(GIVEN INFORMATION):
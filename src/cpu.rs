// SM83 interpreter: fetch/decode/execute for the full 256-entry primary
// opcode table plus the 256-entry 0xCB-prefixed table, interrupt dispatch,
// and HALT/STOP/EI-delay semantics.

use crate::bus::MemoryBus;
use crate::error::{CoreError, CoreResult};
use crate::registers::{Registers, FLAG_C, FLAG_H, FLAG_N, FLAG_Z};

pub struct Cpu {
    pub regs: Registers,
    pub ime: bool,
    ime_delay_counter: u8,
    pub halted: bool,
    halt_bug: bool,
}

(TASK DIRECTIONS):
Reproduce the listing above precisely.

(TASK OUTPUT):
filename src/cpu.rs
// SM83 interpreter: fetch/decode/execute for the full 256-entry primary
// opcode table plus the 256-entry 0xCB-prefixed table, interrupt dispatch,
// and HALT/STOP/EI-delay semantics.

use crate::bus::MemoryBus;
use crate::error::{CoreError, CoreResult};
use crate::registers::{Registers, FLAG_C, FLAG_H, FLAG_N, FLAG_Z};

pub struct Cpu {
    pub regs: Registers,
    pub ime: bool,
    ime_delay_counter: u8,
    pub halted: bool,
    halt_bug: bool,
}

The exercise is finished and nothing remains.